There was highly significant correlation between CAC and percent of alveolar bone loss. The patients with CAC had higher alveolar bone loss than the control subjects according to all age groups and gender (p<0.05). Radiographs showing unilateral and bilateral CAC had a mean percent bone loss of 9.7±7.6%, 18.6±14.9%. The patients with bilateral calcifications had higher prevalence of alveolar bone loss (p<0.05). The analysis showed that the 2 variables are correlated. The strength of this association is represented by the correlation coefficient r=0.9460, and it is considered a strong positive association. (p=0.024) [Table/Fig-7].

Distribution of Alveolar Bone loss according to CAC (Unilateral/Bilateral).

CACnBone loss %SDPearson-Chi-square test
Bilateral CAC4618.6±14.90.024*
Unilateral CAC149.7±7.6

Pearson chi square test *p-value less than 0.05 shows statistical significance; CAC: Carotid artery calcification; n: Number; SD: Standard deviation


Discussion

In this study, CBCT was used in order to detect alveolar bone loss and CAC. It is difficult to determine the actual degree of alveolar bone loss in two dimensional images due to image overlapping [33]. Recent studies indicated that CBCT is reliable for evaluating periodontal defects and bone loss [34,35]. Also, there are few studies using CBCT images for detecting relationship between alveolar bone loss and carotid arterial calcifications. Therefore, CBCT images were preferred for this study.

Tamura T et al., indicated a significant higher prevalence for females [36], whereas Beckstrom BW et al., found a male predilection for CAC [7]. The relationship between calcifications and periodontal disease is still obscure, since periodontal infections were constituted with higher inflammatory markers such as tumor necrosis factor alpha and interleukin-1 beta which shows the peripheral reaction that can accelerate the progression of pre-existing atherosclerotic plaques [37]. Hence, its possible contribution to vascular disease is of potential importance.

The present study show that carotid arteria calcifications were more located on both sides (76.7%) with a slightly greater prevalence on the right side. Fourteen unilateral calcifications were detected in this study, and 10 were located in the right side and 4 in the left side. This could be due to the small sample of in this study; however results provided from previous studies describe a right prevalence tendency of CAC 13.34% while another study reports higher prevalence of the left localization of carotid artery calcifications [38]. This may be again due to the population characteristics.

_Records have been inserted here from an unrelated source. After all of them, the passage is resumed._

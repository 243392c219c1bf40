use std::sync::Arc;

use bytes::{Buf, BufMut, BytesMut};
use greybus_core::{Bus, Driver, Event, Result};
use greybus_message::{Message, OperationResult, MAX_PAYLOAD_SIZE};
use tracing::{error, info, warn};

use crate::hal::{NoTimesync, Timesync, TIMESYNC_MAX_STROBES};
use crate::op::Operation;

pub const VERSION_MAJOR: u8 = 0;
pub const VERSION_MINOR: u8 = 1;
pub const INTERFACE_VERSION_MAJOR: u16 = 0;
pub const INTERFACE_VERSION_MINOR: u16 = 1;

pub const TYPE_PROTOCOL_VERSION: u8 = 0x01;
pub const TYPE_GET_MANIFEST_SIZE: u8 = 0x03;
pub const TYPE_GET_MANIFEST: u8 = 0x04;
pub const TYPE_CONNECTED: u8 = 0x05;
pub const TYPE_DISCONNECTED: u8 = 0x06;
pub const TYPE_TIMESYNC_ENABLE: u8 = 0x07;
pub const TYPE_TIMESYNC_DISABLE: u8 = 0x08;
pub const TYPE_TIMESYNC_AUTHORITATIVE: u8 = 0x09;
pub const TYPE_INTERFACE_VERSION: u8 = 0x0a;
pub const TYPE_DISCONNECTING: u8 = 0x0c;
pub const TYPE_TIMESYNC_GET_LAST_EVENT: u8 = 0x0d;
pub const TYPE_BUNDLE_SUSPEND: u8 = 0x0f;
pub const TYPE_BUNDLE_RESUME: u8 = 0x10;
pub const TYPE_BUNDLE_DEACTIVATE: u8 = 0x11;
pub const TYPE_BUNDLE_ACTIVATE: u8 = 0x12;
pub const TYPE_INTF_SUSPEND_PREPARE: u8 = 0x13;
pub const TYPE_INTF_DEACTIVATE_PREPARE: u8 = 0x14;

/// Status byte answered by the power-management stubs.
pub const BUNDLE_PM_OK: u8 = 0x00;

const TIMESYNC_ENABLE_SIZE: usize = 17;

/// Control protocol driver, normally bound to cport 0.
///
/// Connected and disconnected requests name the cport they apply to; the
/// driver starts or stops traffic on that cport and notifies its driver.
pub struct ControlDriver {
    manifest: Arc<[u8]>,
    timesync: Arc<dyn Timesync>,
}

impl ControlDriver {
    pub fn new(manifest: impl Into<Arc<[u8]>>) -> Self {
        Self {
            manifest: manifest.into(),
            timesync: Arc::new(NoTimesync),
        }
    }

    pub fn with_timesync(mut self, timesync: Arc<dyn Timesync>) -> Self {
        self.timesync = timesync;
        self
    }

    pub fn manifest(&self) -> &[u8] {
        &self.manifest
    }

    fn manifest_size(&self, op: &Operation<'_>) -> Result<()> {
        if self.manifest.len() > MAX_PAYLOAD_SIZE {
            return op.status(OperationResult::Overflow);
        }
        op.reply(&(self.manifest.len() as u16).to_le_bytes())
    }

    fn get_manifest(&self, op: &Operation<'_>) -> Result<()> {
        if self.manifest.len() > MAX_PAYLOAD_SIZE {
            return op.status(OperationResult::Overflow);
        }
        op.reply(&self.manifest)
    }

    fn connected(&self, op: &Operation<'_>) -> Result<()> {
        let Some(mut body) = op.body(2)? else {
            return Ok(());
        };
        let target = body.get_u16_le();
        let bus = op.bus();

        if let Err(err) = bus.listen(target) {
            error!(cport = target, error = %err, "cannot connect cport");
            return op.status(OperationResult::Invalid);
        }
        if let Err(err) = bus.notify(target, Event::Connected) {
            if let Err(stop) = bus.stop_listening(target) {
                warn!(cport = target, error = %stop, "failed to stop listening");
            }
            return op.fail(&err);
        }
        info!(cport = target, "cport connected");
        op.status(OperationResult::Success)
    }

    fn disconnected(&self, op: &Operation<'_>) -> Result<()> {
        let Some(mut body) = op.body(2)? else {
            return Ok(());
        };
        let target = body.get_u16_le();
        let bus = op.bus();

        if let Err(err) = bus.notify(target, Event::Disconnected) {
            warn!(cport = target, error = %err, "cannot notify driver of disconnect");
        }
        match bus.stop_listening(target) {
            Ok(()) => {
                info!(cport = target, "cport disconnected");
                op.status(OperationResult::Success)
            }
            Err(err) => {
                error!(cport = target, error = %err, "cannot disconnect cport");
                op.status(err.result())
            }
        }
    }

    fn interface_version(&self, op: &Operation<'_>) -> Result<()> {
        let mut out = BytesMut::with_capacity(4);
        out.put_u16_le(INTERFACE_VERSION_MAJOR);
        out.put_u16_le(INTERFACE_VERSION_MINOR);
        op.reply(&out)
    }

    fn timesync_enable(&self, op: &Operation<'_>) -> Result<()> {
        let Some(mut body) = op.body(TIMESYNC_ENABLE_SIZE)? else {
            return Ok(());
        };
        let count = body.get_u8();
        let frame_time = body.get_u64_le();
        let strobe_delay = body.get_u32_le();
        let refclk = body.get_u32_le();
        op.complete(
            self.timesync
                .enable(count, frame_time, strobe_delay, refclk),
        )
    }

    fn timesync_authoritative(&self, op: &Operation<'_>) -> Result<()> {
        let Some(mut body) = op.body(8 * TIMESYNC_MAX_STROBES)? else {
            return Ok(());
        };
        let mut frame_times = [0u64; TIMESYNC_MAX_STROBES];
        for slot in &mut frame_times {
            *slot = body.get_u64_le();
        }
        op.complete(self.timesync.authoritative(&frame_times))
    }

    fn timesync_last_event(&self, op: &Operation<'_>) -> Result<()> {
        match self.timesync.last_event() {
            Ok(frame_time) => op.reply(&frame_time.to_le_bytes()),
            Err(err) => op.complete(Err(err)),
        }
    }
}

impl Driver for ControlDriver {
    fn name(&self) -> &'static str {
        "control"
    }

    fn handle(&self, bus: &Bus, cport: u16, message: Message) -> Result<()> {
        let op = Operation::new(bus, cport, message);
        match op.op_type() {
            TYPE_PROTOCOL_VERSION => op.reply(&[VERSION_MAJOR, VERSION_MINOR]),
            TYPE_GET_MANIFEST_SIZE => self.manifest_size(&op),
            TYPE_GET_MANIFEST => self.get_manifest(&op),
            TYPE_CONNECTED => self.connected(&op),
            TYPE_DISCONNECTED => self.disconnected(&op),
            TYPE_INTERFACE_VERSION => self.interface_version(&op),
            TYPE_DISCONNECTING => op.status(OperationResult::Success),
            TYPE_BUNDLE_ACTIVATE
            | TYPE_BUNDLE_SUSPEND
            | TYPE_BUNDLE_RESUME
            | TYPE_BUNDLE_DEACTIVATE
            | TYPE_INTF_SUSPEND_PREPARE
            | TYPE_INTF_DEACTIVATE_PREPARE => op.reply(&[BUNDLE_PM_OK]),
            TYPE_TIMESYNC_ENABLE => self.timesync_enable(&op),
            TYPE_TIMESYNC_DISABLE => op.complete(self.timesync.disable()),
            TYPE_TIMESYNC_AUTHORITATIVE => self.timesync_authoritative(&op),
            TYPE_TIMESYNC_GET_LAST_EVENT => self.timesync_last_event(&op),
            _ => op.unknown(OperationResult::Invalid),
        }
    }
}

One of the main causes for vascular disease may start with the formation of atherosclerotic process. Periodontal pathogens (Porphyromonasgingivalis, Aggregatibacter actinomycetemcommitans, Treponema denticola, Prevotella intermedia and Tannerella forsythia), could play a role in the development and progression of atherosclerosis [7]. D’Aiuto F et al., studied the correlation between periodontitis and atherogenesis and stated that severe generalised periodontitis causes systemic inflammation [23]. This is consistent with a causative role of periodontitis in atherogenesis.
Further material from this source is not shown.